Les Coloniaux (1914-1918)
En janvier 2009, le théâtre des Amandiers à Nanterre avait proposé une autre pièce d’Aziz Chouaki, Les Coloniaux, pièce à un seul personnage avec en quasi voix off, « le figuier » joué par le dramaturge lui-même avec une mise en scène par Jean-Louis Martinelli.
Ce fut un moment d’écoute exceptionnel et une véritable prouesse d’acteur – ici Hammou Graïa –, que de jouer du Chouaki ! Avant même une thématique ou une histoire, ce qui est la saveur absolue de ses créations est la langue, insolite, rythmée, déjantée. Dans Les Coloniaux, il parvenait à un équilibre déjà approché avec sa première pièce jouée en France, Les Oranges. La réalisation était encore plus accomplie ici entre l’hermétisme d’une trop grande recherche dans les mots et les références, le recours à la langue française que nous parlons et entendons au quotidien et les interférences avec les parlers algériens.
Mohand Akli n’a guère envie d’être enrôlé en ce mois de 1914 : « Bon, ce jour-là, j’étais dans mon douar, dix-sept ans, douce lumière grise, farouche Kabylie, octobre granit, ballon de chiffon, on jouait au foot avec Zizou, non, c’est un autre, pieds nus, gandouras sales, des yaouleds, quoi, couleur sépia ». Mais le figuier lui donne l’ordre d’obéir pour aller reprendre Douaumont car, admirateur des Pieds Nickelés, il veut qu’il les rejoigne : « Et moi, je lui dis, ça veut dire quoi, « je reprends Douaumont » ? Il me dit que le fort de Douaumont a été pris par des guerriers allemands et qu’il faut le reprendre puisque les Pieds Nickelés sont de la partie.

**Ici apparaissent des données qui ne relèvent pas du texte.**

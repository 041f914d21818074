use lazy_static::lazy_static;
use regex::Regex;
use thiserror::Error;
use uuid::Uuid;

use crate::auth::password::{hash_password, verify_password};
use crate::auth::repo::{NewUser, ProfileUpdate, User, UserStore};
use crate::error::{HashError, StoreError, ValidationError};

pub const MIN_PASSWORD_LEN: usize = 8;

pub(crate) fn is_valid_email(email: &str) -> bool {
    lazy_static! {
        static ref EMAIL_RE: Regex = Regex::new(r"^[^@\s]+@[^@\s]+\.[^@\s]+$").unwrap();
    }
    EMAIL_RE.is_match(email)
}

/// Outcome of a signup attempt. `EmailExists` is an expected business
/// outcome, not an error.
#[derive(Debug)]
pub enum SignupOutcome {
    Created { user_id: Uuid },
    EmailExists,
}

/// Outcome of a login attempt. The unknown-email / wrong-password split is
/// deliberate (the UI distinguishes them) even though it reveals whether an
/// account exists.
#[derive(Debug)]
pub enum LoginOutcome {
    Success { user_id: Uuid },
    UserNotFound,
    InvalidPassword,
}

#[derive(Debug, Error)]
pub enum AuthServiceError {
    #[error(transparent)]
    Validation(#[from] ValidationError),

    #[error(transparent)]
    Hash(#[from] HashError),

    #[error(transparent)]
    Store(#[from] StoreError),
}

#[derive(Debug)]
pub struct SignupInput {
    pub name: String,
    pub email: String,
    pub password: String,
}

/// Register a new user: validate, check email uniqueness, hash the password,
/// insert. The pre-check and insert are not atomic; the unique index on email
/// is authoritative, so a write-time duplicate maps to the same outcome.
pub async fn signup(
    users: &dyn UserStore,
    input: SignupInput,
) -> Result<SignupOutcome, AuthServiceError> {
    let name = input.name.trim();
    let email = input.email.trim().to_lowercase();

    if name.is_empty() {
        return Err(ValidationError::EmptyField { field: "name" }.into());
    }
    if !is_valid_email(&email) {
        return Err(ValidationError::InvalidEmail.into());
    }
    if input.password.len() < MIN_PASSWORD_LEN {
        return Err(ValidationError::PasswordTooShort {
            min: MIN_PASSWORD_LEN,
        }
        .into());
    }

    if users.find_by_email(&email).await?.is_some() {
        return Ok(SignupOutcome::EmailExists);
    }

    let password_hash = hash_password(&input.password)?;
    match users
        .insert(NewUser {
            name: name.to_string(),
            email,
            password_hash,
        })
        .await
    {
        Ok(user) => Ok(SignupOutcome::Created { user_id: user.id }),
        // Lost the race to a concurrent signup with the same email.
        Err(StoreError::Duplicate(_)) => Ok(SignupOutcome::EmailExists),
        Err(e) => Err(e.into()),
    }
}

pub async fn login(
    users: &dyn UserStore,
    email: &str,
    password: &str,
) -> Result<LoginOutcome, AuthServiceError> {
    let email = email.trim().to_lowercase();
    if !is_valid_email(&email) {
        return Err(ValidationError::InvalidEmail.into());
    }

    let Some(user) = users.find_by_email(&email).await? else {
        return Ok(LoginOutcome::UserNotFound);
    };

    if !verify_password(password, &user.password_hash)? {
        return Ok(LoginOutcome::InvalidPassword);
    }

    Ok(LoginOutcome::Success { user_id: user.id })
}

/// Apply a profile update for an existing user. Returns `None` when the user
/// id is unknown.
pub async fn update_profile(
    users: &dyn UserStore,
    id: Uuid,
    update: ProfileUpdate,
) -> Result<Option<User>, AuthServiceError> {
    if update.name.trim().is_empty() {
        return Err(ValidationError::EmptyField { field: "name" }.into());
    }
    let updated = users
        .update_profile(
            id,
            ProfileUpdate {
                name: update.name.trim().to_string(),
                ..update
            },
        )
        .await?;
    Ok(updated)
}

#[cfg(test)]
mod tests {
    use super::*;
    use async_trait::async_trait;
    use std::sync::Mutex;
    use time::OffsetDateTime;

    /// In-memory double for `UserStore`. `race_duplicate` simulates losing
    /// the check-then-insert race: the lookup sees nothing but the insert
    /// still hits the unique index.
    #[derive(Default)]
    struct MemoryUserStore {
        users: Mutex<Vec<User>>,
        race_duplicate: bool,
    }

    impl MemoryUserStore {
        fn len(&self) -> usize {
            self.users.lock().unwrap().len()
        }
    }

    #[async_trait]
    impl UserStore for MemoryUserStore {
        async fn find_by_email(&self, email: &str) -> Result<Option<User>, StoreError> {
            let users = self.users.lock().unwrap();
            Ok(users.iter().find(|u| u.email == email).cloned())
        }

        async fn find_by_id(&self, id: Uuid) -> Result<Option<User>, StoreError> {
            let users = self.users.lock().unwrap();
            Ok(users.iter().find(|u| u.id == id).cloned())
        }

        async fn insert(&self, new: NewUser) -> Result<User, StoreError> {
            let mut users = self.users.lock().unwrap();
            if self.race_duplicate || users.iter().any(|u| u.email == new.email) {
                return Err(StoreError::Duplicate("users_email_key".into()));
            }
            let user = User {
                id: Uuid::new_v4(),
                name: new.name,
                email: new.email,
                password_hash: new.password_hash,
                role: None,
                bio: None,
                image: None,
                created_at: OffsetDateTime::now_utc(),
            };
            users.push(user.clone());
            Ok(user)
        }

        async fn update_profile(
            &self,
            id: Uuid,
            update: ProfileUpdate,
        ) -> Result<Option<User>, StoreError> {
            let mut users = self.users.lock().unwrap();
            let Some(user) = users.iter_mut().find(|u| u.id == id) else {
                return Ok(None);
            };
            user.name = update.name;
            user.role = update.role;
            user.bio = update.bio;
            user.image = update.image;
            Ok(Some(user.clone()))
        }
    }

    fn signup_input(name: &str, email: &str, password: &str) -> SignupInput {
        SignupInput {
            name: name.into(),
            email: email.into(),
            password: password.into(),
        }
    }

    #[tokio::test]
    async fn signup_creates_user_and_stores_only_the_hash() {
        let store = MemoryUserStore::default();
        let outcome = signup(&store, signup_input("Alice", "alice@x.com", "password1"))
            .await
            .unwrap();
        assert!(matches!(outcome, SignupOutcome::Created { .. }));
        assert_eq!(store.len(), 1);

        let stored = store.find_by_email("alice@x.com").await.unwrap().unwrap();
        assert_ne!(stored.password_hash, "password1");
        assert!(verify_password("password1", &stored.password_hash).unwrap());
    }

    #[tokio::test]
    async fn duplicate_email_returns_email_exists_and_creates_no_row() {
        let store = MemoryUserStore::default();
        signup(&store, signup_input("Alice", "alice@x.com", "password1"))
            .await
            .unwrap();
        let outcome = signup(&store, signup_input("Bob", "alice@x.com", "password2"))
            .await
            .unwrap();
        assert!(matches!(outcome, SignupOutcome::EmailExists));
        assert_eq!(store.len(), 1);
    }

    #[tokio::test]
    async fn lost_uniqueness_race_still_reports_email_exists() {
        let store = MemoryUserStore {
            race_duplicate: true,
            ..Default::default()
        };
        let outcome = signup(&store, signup_input("Alice", "alice@x.com", "password1"))
            .await
            .unwrap();
        assert!(matches!(outcome, SignupOutcome::EmailExists));
    }

    #[tokio::test]
    async fn signup_rejects_invalid_input_before_storage() {
        let store = MemoryUserStore::default();

        let err = signup(&store, signup_input("", "alice@x.com", "password1"))
            .await
            .unwrap_err();
        assert!(matches!(
            err,
            AuthServiceError::Validation(ValidationError::EmptyField { field: "name" })
        ));

        let err = signup(&store, signup_input("Alice", "not-an-email", "password1"))
            .await
            .unwrap_err();
        assert!(matches!(
            err,
            AuthServiceError::Validation(ValidationError::InvalidEmail)
        ));

        let err = signup(&store, signup_input("Alice", "alice@x.com", "short"))
            .await
            .unwrap_err();
        assert!(matches!(
            err,
            AuthServiceError::Validation(ValidationError::PasswordTooShort { min: 8 })
        ));

        assert_eq!(store.len(), 0);
    }

    #[tokio::test]
    async fn login_distinguishes_unknown_email_and_wrong_password() {
        let store = MemoryUserStore::default();
        signup(&store, signup_input("Alice", "alice@x.com", "password1"))
            .await
            .unwrap();

        let outcome = login(&store, "alice@x.com", "password1").await.unwrap();
        assert!(matches!(outcome, LoginOutcome::Success { .. }));

        let outcome = login(&store, "alice@x.com", "password2").await.unwrap();
        assert!(matches!(outcome, LoginOutcome::InvalidPassword));

        let outcome = login(&store, "bob@x.com", "password1").await.unwrap();
        assert!(matches!(outcome, LoginOutcome::UserNotFound));
    }

    #[tokio::test]
    async fn email_is_normalized_on_both_paths() {
        let store = MemoryUserStore::default();
        signup(&store, signup_input("Alice", "  ALICE@X.com ", "password1"))
            .await
            .unwrap();
        let outcome = login(&store, "alice@x.com", "password1").await.unwrap();
        assert!(matches!(outcome, LoginOutcome::Success { .. }));
    }

    #[tokio::test]
    async fn update_profile_applies_fields_and_rejects_empty_name() {
        let store = MemoryUserStore::default();
        let SignupOutcome::Created { user_id } =
            signup(&store, signup_input("Alice", "alice@x.com", "password1"))
                .await
                .unwrap()
        else {
            panic!("signup should succeed");
        };

        let updated = update_profile(
            &store,
            user_id,
            ProfileUpdate {
                name: "Alice Smith".into(),
                role: Some("teacher".into()),
                bio: Some("Math teacher".into()),
                image: None,
            },
        )
        .await
        .unwrap()
        .unwrap();
        assert_eq!(updated.name, "Alice Smith");
        assert_eq!(updated.role.as_deref(), Some("teacher"));

        let err = update_profile(
            &store,
            user_id,
            ProfileUpdate {
                name: "  ".into(),
                role: None,
                bio: None,
                image: None,
            },
        )
        .await
        .unwrap_err();
        assert!(matches!(
            err,
            AuthServiceError::Validation(ValidationError::EmptyField { field: "name" })
        ));
    }

    #[tokio::test]
    async fn update_profile_for_unknown_user_returns_none() {
        let store = MemoryUserStore::default();
        let updated = update_profile(
            &store,
            Uuid::new_v4(),
            ProfileUpdate {
                name: "Nobody".into(),
                role: None,
                bio: None,
                image: None,
            },
        )
        .await
        .unwrap();
        assert!(updated.is_none());
    }

    #[test]
    fn email_regex_accepts_and_rejects() {
        assert!(is_valid_email("user@example.com"));
        assert!(is_valid_email("a.b+c@sub.domain.org"));
        assert!(!is_valid_email("no-at-sign"));
        assert!(!is_valid_email("user@nodot"));
        assert!(!is_valid_email("spaces in@mail.com"));
    }
}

J’essaie de trouver une logique post-euclidienne dans ce caramel choucroutement couscoussé, les Pieds Nickelés ? Mais c’est des personnages ? Comment ? C’est juste une image, du courage, ça n’existe pas, un personnage.
Là-dessus, il me hurle, le figuier, que je ferais mieux d’arrêter mes âneries, qu’il y a des choses bien au-delà de ma petite tête de Mohand Akli. Et que, puisque les Pieds Nickelés sont là-bas, je dois y être aussi, rompez, fin de discussion. Ça va, ça va, que je lui réponds, et donc je fais quoi ? »
L’épopée est lancée pour une heure et demie sur le ton de la parodie, de la dérision et de la tendresse tout terrain… Aziz Chouaki joue de toutes les gammes pour traiter l’héroïsme et son contraire, les poilus honorés et les combattants oubliés. Car, c’est bien à ces derniers que sa pièce est dédiée, ces « coloniaux » qui désignent les colonisés appelés au front pour sauver la « mère patrie » qui n’en aura que peu de reconnaissance symbolique et financière !
A défaut de la voir, la pièce peut être lue car elle a été publiée aux éditions des Mille et une nuits en 2009, comme Les Oranges, de multiples fois mis en scène. Aziz Chouaki l’écrivait, dans sa « semaine », en mai 2006 dans Libération, ce texte répond à une commande officielle pour la commémoration de Verdun : « (…) les tirailleurs sénégalais, les spahis, toute la très coloniale iconographie sépia des musées militaires, sanctuarisée, embaumée dans le bienfaisant ronron du bon P(ét)ain (…) ces braves coloniaux sont venus héroïquement défendre la France (…) Protéger la tendre blondeur de la France(…) Du coup, caisse à outs’, petits tournevis, clef à mollette, et j’ai corrigé l’angle, le bloc moteur. Car, comment moi, petit-fils d’un de ces coloniaux, vais-je pondre un neuneuf assez valide pour éviter la prise d’otage ? (…) Alors, la France, responsable ou bien coupable ? »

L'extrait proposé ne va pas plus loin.